_Work instructions_
Your response should consist of every record, exactly as given.

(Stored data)
......
//! Orders Relay
//!
//! Relays change events from Postgres to WebSocket subscribers with
//! ordered, monotonically-numbered delivery. Three stages connected by a
//! Redis pub/sub bus:
//!
//! 1. **Change capture** — `LISTEN`s on a Postgres notification channel and
//!    turns each `NOTIFY` payload into a raw change event.
//! 2. **Sequencer/relay** — assigns each event a durable monotonic id via
//!    Redis `INCR`, then republishes it on the bus topic.
//! 3. **Fan-out** — subscribes to the bus topic and forwards every message
//!    verbatim to all open WebSocket clients.
//!
//! Every external connection is self-healing: a shared supervisor retries
//! it forever with capped exponential backoff, and delivery is at-most-once
//! by design — consumers see gaps in the sequence during outages, never
//! errors.
//!
//! # Modules
//!
//! - `types`: event model and the crate-wide error type
//! - `config`: environment configuration and fixed channel names
//! - `supervisor`: reconnect loop, backoff and shutdown signal handling
//! - `capture`: Postgres LISTEN/NOTIFY change capture
//! - `relay`: sequence assignment and bus publishing
//! - `bus`: the supervised Redis publisher connection
//! - `fanout`: bus subscriber and per-client broadcast
//! - `api`: Axum HTTP/WebSocket surface and the client registry

pub mod api;
pub mod bus;
pub mod capture;
pub mod config;
pub mod fanout;
pub mod relay;
pub mod supervisor;
pub mod types;

// Re-export commonly used items at crate root
pub use api::websocket::{AppState, ClientRegistry};
pub use config::Config;
pub use relay::{EventSink, SequenceCounter, Sequencer};
pub use supervisor::{Backoff, ConnectionState, Supervisor};
pub use types::{ChangePayload, RawChangeEvent, RelayError, RelayResult, SequencedEvent};

/// Library version
pub const VERSION: &str = env!("CARGO_PKG_VERSION");

/// Library name
pub const NAME: &str = env!("CARGO_PKG_NAME");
......
_Written solution_
//! Orders Relay
//!
//! Relays change events from Postgres to WebSocket subscribers with
//! ordered, monotonically-numbered delivery. Three stages connected by a
//! Redis pub/sub bus:
//!
//! 1. **Change capture** — `LISTEN`s on a Postgres notification channel and
//!    turns each `NOTIFY` payload into a raw change event.
//! 2. **Sequencer/relay** — assigns each event a durable monotonic id via
//!    Redis `INCR`, then republishes it on the bus topic.
//! 3. **Fan-out** — subscribes to the bus topic and forwards every message
//!    verbatim to all open WebSocket clients.
//!
//! Every external connection is self-healing: a shared supervisor retries
//! it forever with capped exponential backoff, and delivery is at-most-once
//! by design — consumers see gaps in the sequence during outages, never
//! errors.
//!
//! # Modules
//!
//! - `types`: event model and the crate-wide error type
//! - `config`: environment configuration and fixed channel names
//! - `supervisor`: reconnect loop, backoff and shutdown signal handling
//! - `capture`: Postgres LISTEN/NOTIFY change capture
//! - `relay`: sequence assignment and bus publishing
//! - `bus`: the supervised Redis publisher connection
//! - `fanout`: bus subscriber and per-client broadcast
//! - `api`: Axum HTTP/WebSocket surface and the client registry

pub mod api;
pub mod bus;
pub mod capture;
pub mod config;
pub mod fanout;
pub mod relay;
pub mod supervisor;
pub mod types;

// Re-export commonly used items at crate root
pub use api::websocket::{AppState, ClientRegistry};
pub use config::Config;
pub use relay::{EventSink, SequenceCounter, Sequencer};
pub use supervisor::{Backoff, ConnectionState, Supervisor};
pub use types::{ChangePayload, RawChangeEvent, RelayError, RelayResult, SequencedEvent};

/// Library version
pub const VERSION: &str = env!("CARGO_PKG_VERSION");

/// Library name
pub const NAME: &str = env!("CARGO_PKG_NAME");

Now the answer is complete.